TASK TO CARRY OUT - Only the lines from the opening of the material through the one containing "fn mouse_up(&mut self, button: MouseButton);" should be reproduced, each exactly as it stands.

┏━━

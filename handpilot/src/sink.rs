//! Output sinks — input injection and system settings.
//!
//! The engine never talks to the OS directly.  Pointer, button, scroll and
//! modifier actions go to an [`InputSink`]; volume and brightness go to a
//! [`SettingSink`].  Setting access is fallible and treated as best-effort by
//! the caller.

use tracing::info;

// ── Input types ────────────────────────────────────────────

/// Mouse buttons the engine drives.
#[derive(Debug, Clone, Copy, PartialEq, Eq)]
pub enum MouseButton {
    Primary,
    Secondary,
}

impl MouseButton {
    pub fn as_str(&self) -> &'static str {
        match self {
            Self::Primary => "primary",
            Self::Secondary => "secondary",
        }
    }
}

/// Keyboard modifiers used in chords.
#[derive(Debug, Clone, Copy, PartialEq, Eq)]
pub enum Modifier {
    Shift,
    Ctrl,
}

impl Modifier {
    pub fn as_str(&self) -> &'static str {
        match self {
            Self::Shift => "shift",
            Self::Ctrl => "ctrl",
        }
    }
}

/// Press or release.
#[derive(Debug, Clone, Copy, PartialEq, Eq)]
pub enum KeyState {
    Pressed,
    Released,
}

/// Input-injection primitives.
pub trait InputSink {
    /// Move the pointer to an absolute screen position in pixels.
    fn move_to(&mut self, x: f64, y: f64);
    fn mouse_down(&mut self, button: MouseButton);
    fn mouse_up(&mut self, button: MouseButton);
    fn click(&mut self, button: MouseButton);
    fn double_click(&mut self);
    /// Scroll by `amount` wheel units; positive scrolls up.
    fn scroll(&mut self, amount: i32);
    /// Press or release every modifier of a chord, in order.
    fn modifier_chord(&mut self, modifiers: &[Modifier], state: KeyState);
}

// ── Settings ───────────────────────────────────────────────

/// Failure reported by a [`SettingSink`].
#[derive(Debug, thiserror::Error)]
pub enum SinkError {
    #[error("{setting} control is unavailable: {reason}")]
    Unavailable {
        setting: &'static str,
        reason: String,
    },

    #[error("{setting} rejected level {level:.2}")]
    Rejected { setting: &'static str, level: f32 },
}

/// Reject a level outside [0, 1].
pub fn check_level(setting: &'static str, level: f32) -> Result<f32, SinkError> {
    if (0.0..=1.0).contains(&level) {
        Ok(level)
    } else {
        Err(SinkError::Rejected { setting, level })
    }
}

/// System brightness and volume, both normalized to [0, 1].
pub trait SettingSink {
    fn brightness(&mut self) -> Result<f32, SinkError>;
    fn set_brightness(&mut self, level: f32) -> Result<(), SinkError>;
    fn volume(&mut self) -> Result<f32, SinkError>;
    fn set_volume(&mut self, level: f32) -> Result<(), SinkError>;
}

// ── Tracing sink ───────────────────────────────────────────

/// Sink that logs every action and simulates volume and brightness in
/// memory.  Used by the replay host in place of a real OS backend.
#[derive(Debug, Clone)]
pub struct TraceSink {
    pub volume: f32,
    pub brightness: f32,
    pub position: (f64, f64),
    pub moves: u64,
    pub clicks: u64,
    pub drags: u64,
    pub scrolls: u64,
}

impl Default for TraceSink {
    fn default() -> Self {
        Self {
            volume: 0.5,
            brightness: 0.5,
            position: (0.0, 0.0),
            moves: 0,
            clicks: 0,
            drags: 0,
            scrolls: 0,
        }
    }
}

impl TraceSink {
    pub fn new() -> Self {
        Self::default()
    }

    /// Injected input counters for the end-of-run log.
    pub fn summary_sexp(&self) -> String {
        format!(
            "(:moves {} :clicks {} :drags {} :scrolls {} :position ({:.0} {:.0}))",
            self.moves,
            self.clicks,
            self.drags,
            self.scrolls,
            self.position.0,
            self.position.1,
        )
    }

    pub fn settings_sexp(&self) -> String {
        format!(
            "(:volume {:.2} :brightness {:.2})",
            self.volume, self.brightness
        )
    }
}

impl InputSink for TraceSink {
    fn move_to(&mut self, x: f64, y: f64) {
        self.position = (x, y);
        self.moves += 1;
        tracing::trace!("move-to ({:.0}, {:.0})", x, y);
    }

    fn mouse_down(&mut self, button: MouseButton) {
        self.drags += 1;
        info!("mouse-down {}", button.as_str());
    }

    fn mouse_up(&mut self, button: MouseButton) {
        info!("mouse-up {}", button.as_str());
    }

    fn click(&mut self, button: MouseButton) {
        self.clicks += 1;
        info!("click {}", button.as_str());
    }

    fn double_click(&mut self) {
        self.clicks += 2;
        info!("double-click");
    }

    fn scroll(&mut self, amount: i32) {
        self.scrolls += 1;
        info!("scroll {}", amount);
    }

    fn modifier_chord(&mut self, modifiers: &[Modifier], state: KeyState) {
        let names: Vec<&str> = modifiers.iter().map(|m| m.as_str()).collect();
        info!("modifier chord {:?} {}", state, names.join("+"));
    }
}

impl SettingSink for TraceSink {
    fn brightness(&mut self) -> Result<f32, SinkError> {
        Ok(self.brightness)
    }

    fn set_brightness(&mut self, level: f32) -> Result<(), SinkError> {
        self.brightness = check_level("brightness", level)?;
        info!("brightness -> {:.2}", level);
        Ok(())
    }

    fn volume(&mut self) -> Result<f32, SinkError> {
        Ok(self.volume)
    }

    fn set_volume(&mut self, level: f32) -> Result<(), SinkError> {
        self.volume = check_level("volume", level)?;
        info!("volume -> {:.2}", level);
        Ok(())
    }
}

// ── Test sinks ─────────────────────────────────────────────

#[cfg(test)]
pub(crate) mod testing {
    use super::*;

    /// One recorded input action.
    #[derive(Debug, Clone, PartialEq)]
    pub enum InputAction {
        MoveTo(f64, f64),
        MouseDown(MouseButton),
        MouseUp(MouseButton),
        Click(MouseButton),
        DoubleClick,
        Scroll(i32),
        Chord(Vec<Modifier>, KeyState),
    }

    /// Input sink that records every call.
    #[derive(Debug, Default)]
    pub struct RecordingInput {
        pub actions: Vec<InputAction>,
    }

    impl RecordingInput {
        pub fn count(&self, pred: impl Fn(&InputAction) -> bool) -> usize {
            self.actions.iter().filter(|a| pred(a)).count()
        }

        pub fn moves(&self) -> usize {
            self.count(|a| matches!(a, InputAction::MoveTo(..)))
        }

        pub fn downs(&self) -> usize {
            self.count(|a| matches!(a, InputAction::MouseDown(_)))
        }

        pub fn ups(&self) -> usize {
            self.count(|a| matches!(a, InputAction::MouseUp(_)))
        }

        pub fn clicks(&self) -> usize {
            self.count(|a| matches!(a, InputAction::Click(_) | InputAction::DoubleClick))
        }

        pub fn scrolls(&self) -> Vec<i32> {
            self.actions
                .iter()
                .filter_map(|a| match a {
                    InputAction::Scroll(n) => Some(*n),
                    _ => None,
                })
                .collect()
        }
    }

    impl InputSink for RecordingInput {
        fn move_to(&mut self, x: f64, y: f64) {
            self.actions.push(InputAction::MoveTo(x, y));
        }
        fn mouse_down(&mut self, button: MouseButton) {
            self.actions.push(InputAction::MouseDown(button));
        }
        fn mouse_up(&mut self, button: MouseButton) {
            self.actions.push(InputAction::MouseUp(button));
        }
        fn click(&mut self, button: MouseButton) {
            self.actions.push(InputAction::Click(button));
        }
        fn double_click(&mut self) {
            self.actions.push(InputAction::DoubleClick);
        }
        fn scroll(&mut self, amount: i32) {
            self.actions.push(InputAction::Scroll(amount));
        }
        fn modifier_chord(&mut self, modifiers: &[Modifier], state: KeyState) {
            self.actions.push(InputAction::Chord(modifiers.to_vec(), state));
        }
    }

    /// Setting sink holding levels in memory; `None` makes that setting fail.
    #[derive(Debug)]
    pub struct FakeSettings {
        pub volume: Option<f32>,
        pub brightness: Option<f32>,
        pub writes: usize,
    }

    impl Default for FakeSettings {
        fn default() -> Self {
            Self {
                volume: Some(0.5),
                brightness: Some(0.5),
                writes: 0,
            }
        }
    }

    fn unavailable(setting: &'static str) -> SinkError {
        SinkError::Unavailable {
            setting,
            reason: "no device".to_string(),
        }
    }

    impl SettingSink for FakeSettings {
        fn brightness(&mut self) -> Result<f32, SinkError> {
            self.brightness.ok_or_else(|| unavailable("brightness"))
        }
        fn set_brightness(&mut self, level: f32) -> Result<(), SinkError> {
            let slot = self
                .brightness
                .as_mut()
                .ok_or_else(|| unavailable("brightness"))?;
            *slot = check_level("brightness", level)?;
            self.writes += 1;
            Ok(())
        }
        fn volume(&mut self) -> Result<f32, SinkError> {
            self.volume.ok_or_else(|| unavailable("volume"))
        }
        fn set_volume(&mut self, level: f32) -> Result<(), SinkError> {
            let slot = self.volume.as_mut().ok_or_else(|| unavailable("volume"))?;
            *slot = check_level("volume", level)?;
            self.writes += 1;
            Ok(())
        }
    }
}

#[cfg(test)]
mod tests {
    use super::*;

    #[test]
    fn test_trace_sink_counts() {
        let mut s = TraceSink::new();
        s.move_to(10.0, 20.0);
        s.click(MouseButton::Primary);
        s.double_click();
        s.mouse_down(MouseButton::Primary);
        s.mouse_up(MouseButton::Primary);
        s.scroll(120);
        assert_eq!(s.moves, 1);
        assert_eq!(s.clicks, 3);
        assert_eq!(s.drags, 1);
        assert_eq!(s.scrolls, 1);
        assert_eq!(s.position, (10.0, 20.0));
        assert_eq!(
            s.summary_sexp(),
            "(:moves 1 :clicks 3 :drags 1 :scrolls 1 :position (10 20))"
        );
    }

    #[test]
    fn test_trace_sink_settings() {
        let mut s = TraceSink::new();
        s.set_volume(0.8).unwrap();
        s.set_brightness(0.1).unwrap();
        assert!((s.volume().unwrap() - 0.8).abs() < f32::EPSILON);
        assert!((s.brightness().unwrap() - 0.1).abs() < f32::EPSILON);
        let sexp = s.settings_sexp();
        assert!(sexp.contains(":volume 0.80"));
        assert!(sexp.contains(":brightness 0.10"));
    }

    #[test]
    fn test_out_of_range_level_rejected() {
        let mut s = TraceSink::new();
        s.set_volume(0.3).unwrap();
        for level in [1.5, -0.1, f32::NAN] {
            let err = s.set_volume(level).unwrap_err();
            assert!(
                matches!(err, SinkError::Rejected { setting: "volume", .. }),
                "{}",
                err
            );
        }
        assert!((s.volume - 0.3).abs() < f32::EPSILON);

        let err = s.set_brightness(2.0).unwrap_err();
        assert_eq!(err.to_string(), "brightness rejected level 2.00");
        assert!(check_level("brightness", 1.0).is_ok());
        assert!(check_level("brightness", 0.0).is_ok());
    }

    #[test]
    fn test_sink_error_display() {
        let e = SinkError::Unavailable {
            setting: "volume",
            reason: "no audio endpoint".to_string(),
        };
        assert_eq!(e.to_string(), "volume control is unavailable: no audio endpoint");
        let e = SinkError::Rejected {
            setting: "brightness",
            level: 0.5,
        };
        assert_eq!(e.to_string(), "brightness rejected level 0.50");
    }
}
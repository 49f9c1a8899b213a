//! Hand landmark data model.
//!
//! Models the 21 joints per hand delivered by the upstream hand-tracking
//! provider.  Coordinates are normalized to the camera frame: x and y lie in
//! [0, 1] with y growing downwards, z is a relative depth whose sign and scale
//! are only consistent within one observation.

use tracing::debug;

// ── Joint definitions ──────────────────────────────────────

/// The 21 hand joints, in provider order.
#[derive(Debug, Clone, Copy, PartialEq, Eq, Hash)]
pub enum HandJoint {
    Wrist,
    ThumbCmc,
    ThumbMcp,
    ThumbIp,
    ThumbTip,
    IndexMcp,
    IndexPip,
    IndexDip,
    IndexTip,
    MiddleMcp,
    MiddlePip,
    MiddleDip,
    MiddleTip,
    RingMcp,
    RingPip,
    RingDip,
    RingTip,
    PinkyMcp,
    PinkyPip,
    PinkyDip,
    PinkyTip,
}

/// Total number of joints per hand.
pub const JOINT_COUNT: usize = 21;

impl HandJoint {
    /// Convert joint enum to array index (0-20).
    pub fn index(&self) -> usize {
        *self as usize
    }

    /// String representation for status output.
    pub fn as_str(&self) -> &'static str {
        match self {
            Self::Wrist => "wrist",
            Self::ThumbCmc => "thumb-cmc",
            Self::ThumbMcp => "thumb-mcp",
            Self::ThumbIp => "thumb-ip",
            Self::ThumbTip => "thumb-tip",
            Self::IndexMcp => "index-mcp",
            Self::IndexPip => "index-pip",
            Self::IndexDip => "index-dip",
            Self::IndexTip => "index-tip",
            Self::MiddleMcp => "middle-mcp",
            Self::MiddlePip => "middle-pip",
            Self::MiddleDip => "middle-dip",
            Self::MiddleTip => "middle-tip",
            Self::RingMcp => "ring-mcp",
            Self::RingPip => "ring-pip",
            Self::RingDip => "ring-dip",
            Self::RingTip => "ring-tip",
            Self::PinkyMcp => "pinky-mcp",
            Self::PinkyPip => "pinky-pip",
            Self::PinkyDip => "pinky-dip",
            Self::PinkyTip => "pinky-tip",
        }
    }
}

// ── Handedness and roles ───────────────────────────────────

/// Physical hand as labelled by the tracking provider.
#[derive(Debug, Clone, Copy, PartialEq, Eq, Hash)]
pub enum Handedness {
    Left,
    Right,
}

impl Handedness {
    pub fn as_str(&self) -> &'static str {
        match self {
            Self::Left => "left",
            Self::Right => "right",
        }
    }

    /// Parse a provider label.  Accepts "left"/"right" in any case.
    pub fn parse(label: &str) -> Option<Self> {
        match label.trim().to_ascii_lowercase().as_str() {
            "left" => Some(Self::Left),
            "right" => Some(Self::Right),
            _ => None,
        }
    }

    /// The other hand.
    pub fn opposite(&self) -> Self {
        match self {
            Self::Left => Self::Right,
            Self::Right => Self::Left,
        }
    }
}

/// Role of a hand independent of its physical side.
///
/// `Major` is the configured dominant hand, `Minor` the other one.
#[derive(Debug, Clone, Copy, PartialEq, Eq, Hash)]
pub enum HandRole {
    Major,
    Minor,
}

impl HandRole {
    pub fn as_str(&self) -> &'static str {
        match self {
            Self::Major => "major",
            Self::Minor => "minor",
        }
    }
}

// ── Landmarks ──────────────────────────────────────────────

/// One normalized joint position.
#[derive(Debug, Clone, Copy, PartialEq, Default)]
pub struct Landmark {
    pub x: f32,
    pub y: f32,
    pub z: f32,
}

impl Landmark {
    pub fn new(x: f32, y: f32, z: f32) -> Self {
        Self { x, y, z }
    }
}

/// Complete joint set for one hand in one frame.
///
/// Replaced wholesale every frame; never mutated after construction.
#[derive(Debug, Clone, PartialEq)]
pub struct HandObservation {
    joints: [Landmark; JOINT_COUNT],
}

impl HandObservation {
    pub fn new(joints: [Landmark; JOINT_COUNT]) -> Self {
        Self { joints }
    }

    /// Build an observation from a provider joint list.
    ///
    /// Returns `None` unless exactly 21 joints are supplied.
    pub fn from_joints(joints: &[Landmark]) -> Option<Self> {
        let joints: [Landmark; JOINT_COUNT] = match joints.try_into() {
            Ok(j) => j,
            Err(_) => {
                debug!(
                    "Hand observation: expected {} joints, got {}",
                    JOINT_COUNT,
                    joints.len()
                );
                return None;
            }
        };
        Some(Self { joints })
    }

    /// Position of a single joint.
    pub fn joint(&self, joint: HandJoint) -> Landmark {
        self.joints[joint.index()]
    }

    /// All joints in provider order.
    pub fn joints(&self) -> &[Landmark; JOINT_COUNT] {
        &self.joints
    }

    /// Planar (x, y) Euclidean distance between two joints.
    pub fn distance(&self, a: HandJoint, b: HandJoint) -> f32 {
        let pa = self.joint(a);
        let pb = self.joint(b);
        let dx = pa.x - pb.x;
        let dy = pa.y - pb.y;
        (dx * dx + dy * dy).sqrt()
    }

    /// Planar distance, positive when `a` sits higher in the frame than `b`
    /// (smaller y) and negative otherwise.
    pub fn signed_distance(&self, a: HandJoint, b: HandJoint) -> f32 {
        let dist = self.distance(a, b);
        if self.joint(a).y < self.joint(b).y {
            dist
        } else {
            -dist
        }
    }

    /// Absolute depth difference between two joints.
    pub fn depth_delta(&self, a: HandJoint, b: HandJoint) -> f32 {
        (self.joint(a).z - self.joint(b).z).abs()
    }
}

/// A detected hand as delivered by the tracking provider, before role
/// assignment.  The label is kept raw so malformed values can be dropped
/// at resolution time.
#[derive(Debug, Clone, PartialEq)]
pub struct TrackedHand {
    /// Handedness label from the provider ("left" / "right").
    pub label: String,
    pub observation: HandObservation,
}

impl TrackedHand {
    pub fn new(label: impl Into<String>, observation: HandObservation) -> Self {
        Self {
            label: label.into(),
            observation,
        }
    }
}

// ── Test helpers ───────────────────────────────────────────

/// Observation with every joint at the same position.
#[cfg(test)]
pub(crate) fn flat_observation(x: f32, y: f32) -> HandObservation {
    HandObservation::new([Landmark::new(x, y, 0.0); JOINT_COUNT])
}

/// Copy of `obs` with one joint moved.
#[cfg(test)]
pub(crate) fn with_joint(
    obs: &HandObservation,
    joint: HandJoint,
    x: f32,
    y: f32,
    z: f32,
) -> HandObservation {
    let mut joints = *obs.joints();
    joints[joint.index()] = Landmark::new(x, y, z);
    HandObservation::new(joints)
}

// ── Tests ──────────────────────────────────────────────────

┗━━

WRITTEN ANSWER -
filename handpilot/src/sink.rs
//! Output sinks — input injection and system settings.
//!
//! The engine never talks to the OS directly.  Pointer, button, scroll and
//! modifier actions go to an [`InputSink`]; volume and brightness go to a
//! [`SettingSink`].  Setting access is fallible and treated as best-effort by
//! the caller.

use tracing::info;

// ── Input types ────────────────────────────────────────────

/// Mouse buttons the engine drives.
#[derive(Debug, Clone, Copy, PartialEq, Eq)]
pub enum MouseButton {
    Primary,
    Secondary,
}

impl MouseButton {
    pub fn as_str(&self) -> &'static str {
        match self {
            Self::Primary => "primary",
            Self::Secondary => "secondary",
        }
    }
}

/// Keyboard modifiers used in chords.
#[derive(Debug, Clone, Copy, PartialEq, Eq)]
pub enum Modifier {
    Shift,
    Ctrl,
}

impl Modifier {
    pub fn as_str(&self) -> &'static str {
        match self {
            Self::Shift => "shift",
            Self::Ctrl => "ctrl",
        }
    }
}

/// Press or release.
#[derive(Debug, Clone, Copy, PartialEq, Eq)]
pub enum KeyState {
    Pressed,
    Released,
}

/// Input-injection primitives.
pub trait InputSink {
    /// Move the pointer to an absolute screen position in pixels.
    fn move_to(&mut self, x: f64, y: f64);
    fn mouse_down(&mut self, button: MouseButton);
    fn mouse_up(&mut self, button: MouseButton);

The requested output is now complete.